Oxymatrine (OMT), a monosomic alkaloid extracted from the Chinese herb, Sophora flavescens Ait, has long been used as a traditional Chinese medicine for the treatment of inflammatory diseases. The aim of the present study was to investigate the potential anti‑inflammatory effect of OMT, and its modulation on imbalance between regulatory T (Treg) cells and T helper (Th) 17 cells in rats with collagen‑induced arthritis (CIA). Sprague‑Dawley rats were immunized with type II collagen and following a second collagen immunization, the rats were treated with OMT or dexamethasone (DXM) intraperitoneally once a day for 43 days.
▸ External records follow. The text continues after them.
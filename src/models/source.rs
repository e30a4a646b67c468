use std::fmt;
use std::path::PathBuf;
use std::str::FromStr;

use chrono::{DateTime, Utc};
use serde::de::Error;
use serde::{Deserialize, Deserializer, Serialize};
use serde_json::Value;

/// Vendor export layouts the adapters understand.
#[derive(Debug, Clone, Copy, PartialEq, Eq, Hash, Serialize, Deserialize)]
#[serde(rename_all = "lowercase")]
pub enum Vendor {
    /// One JSON file per conversation, grouped into category folders.
    Chatgpt,
    /// A single aggregate `conversations.json`.
    Claude,
    /// A Takeout activity log.
    Gemini,
}

impl Vendor {
    pub fn as_str(self) -> &'static str {
        match self {
            Vendor::Chatgpt => "chatgpt",
            Vendor::Claude => "claude",
            Vendor::Gemini => "gemini",
        }
    }
}

impl fmt::Display for Vendor {
    fn fmt(&self, f: &mut fmt::Formatter<'_>) -> fmt::Result {
        f.write_str(self.as_str())
    }
}

/// Configured kind of a source. `Auto` defers to the detector.
#[derive(Debug, Clone, Copy, PartialEq, Eq, Hash, Default, Serialize, Deserialize)]
#[serde(rename_all = "lowercase")]
pub enum SourceKind {
    #[default]
    Auto,
    Chatgpt,
    Claude,
    Gemini,
}

impl SourceKind {
    /// The vendor pinned by configuration, if any.
    pub fn vendor(self) -> Option<Vendor> {
        match self {
            SourceKind::Auto => None,
            SourceKind::Chatgpt => Some(Vendor::Chatgpt),
            SourceKind::Claude => Some(Vendor::Claude),
            SourceKind::Gemini => Some(Vendor::Gemini),
        }
    }

    pub fn as_str(self) -> &'static str {
        match self {
            SourceKind::Auto => "auto",
            SourceKind::Chatgpt => "chatgpt",
            SourceKind::Claude => "claude",
            SourceKind::Gemini => "gemini",
        }
    }
}

impl From<Vendor> for SourceKind {
    fn from(vendor: Vendor) -> Self {
        match vendor {
            Vendor::Chatgpt => SourceKind::Chatgpt,
            Vendor::Claude => SourceKind::Claude,
            Vendor::Gemini => SourceKind::Gemini,
        }
    }
}

impl FromStr for SourceKind {
    type Err = String;

    fn from_str(s: &str) -> Result<Self, Self::Err> {
        match s.trim().to_ascii_lowercase().as_str() {
            "" | "auto" => Ok(SourceKind::Auto),
            "chatgpt" => Ok(SourceKind::Chatgpt),
            "claude" => Ok(SourceKind::Claude),
            "gemini" => Ok(SourceKind::Gemini),
            other => Err(format!("unknown source kind '{}'", other)),
        }
    }
}

impl fmt::Display for SourceKind {
    fn fmt(&self, f: &mut fmt::Formatter<'_>) -> fmt::Result {
        f.write_str(self.as_str())
    }
}

/// One registered vendor export root.
#[derive(Debug, Clone, PartialEq, Eq, Serialize, Deserialize)]
pub struct Source {
    pub id: String,
    #[serde(default)]
    pub kind: SourceKind,
    pub root_path: PathBuf,
    #[serde(default = "default_enabled", deserialize_with = "deserialize_flag")]
    pub enabled: bool,
    /// Newest backing-file mtime seen by the last scan. Runtime only, never persisted.
    #[serde(skip)]
    pub last_scanned_mtime: Option<DateTime<Utc>>,
}

impl Source {
    pub fn new(id: impl Into<String>, kind: SourceKind, root_path: impl Into<PathBuf>) -> Self {
        Self {
            id: id.into(),
            kind,
            root_path: root_path.into(),
            enabled: true,
            last_scanned_mtime: None,
        }
    }
}

fn default_enabled() -> bool {
    true
}

/// Accepts JSON booleans, numbers, and the usual truthy/falsy strings.
fn deserialize_flag<'de, D>(deserializer: D) -> Result<bool, D::Error>
where
    D: Deserializer<'de>,
{
    match Value::deserialize(deserializer)? {
        Value::Bool(b) => Ok(b),
        Value::Null => Ok(true),
        Value::Number(n) => Ok(n.as_i64().is_some_and(|v| v != 0)),
        Value::String(s) => match s.trim().to_ascii_lowercase().as_str() {
            "1" | "true" | "yes" | "y" | "on" => Ok(true),
            "0" | "false" | "no" | "n" | "off" => Ok(false),
            other => Err(Error::custom(format!("invalid enabled flag '{}'", other))),
        },
        _ => Err(Error::custom("enabled must be a boolean or string")),
    }
}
Paw swelling, arthritic score and joint histopathology were evaluated. The Treg/Th17‑mediated autoreactive response was assessed by determining serum levels of inflammatory response cytokines, including tumor necrosis factor (TNF)‑α and interleukin (IL)‑17, using an enzyme‑linked immunosorbent assay. The mRNA levels of forkhead box P3 (FOXP3) and retinoic acid‑related orphan receptor (ROR)γt in spleen cells stimulated with type II collagen were determined using reverse transcription‑quantitative polymerase chain reaction analysis. In addition, the protein expression levels of FOXP3 and RORγt were measured using western blot analysis. The results showed that OMT treatment significantly reduced the severity of CIA, markedly abrogating paw swelling, arthritic scores and synovial hyperplasia, and the increased loss in body weight. OMT significantly reduced the production of TNF‑α and IL‑17A, upregulated FOXP3 and downregulated RORγt in rats with CIA. In conclusion, the present study demonstrated that OMT exhibited a protective effect on rheumatoid arthritis (RA) through the inhibition of inflammation and regulation of Treg/Th17 in the CIA rats, suggesting that OMT may be used as an immune suppressive and cartilage protective medicine in human RA.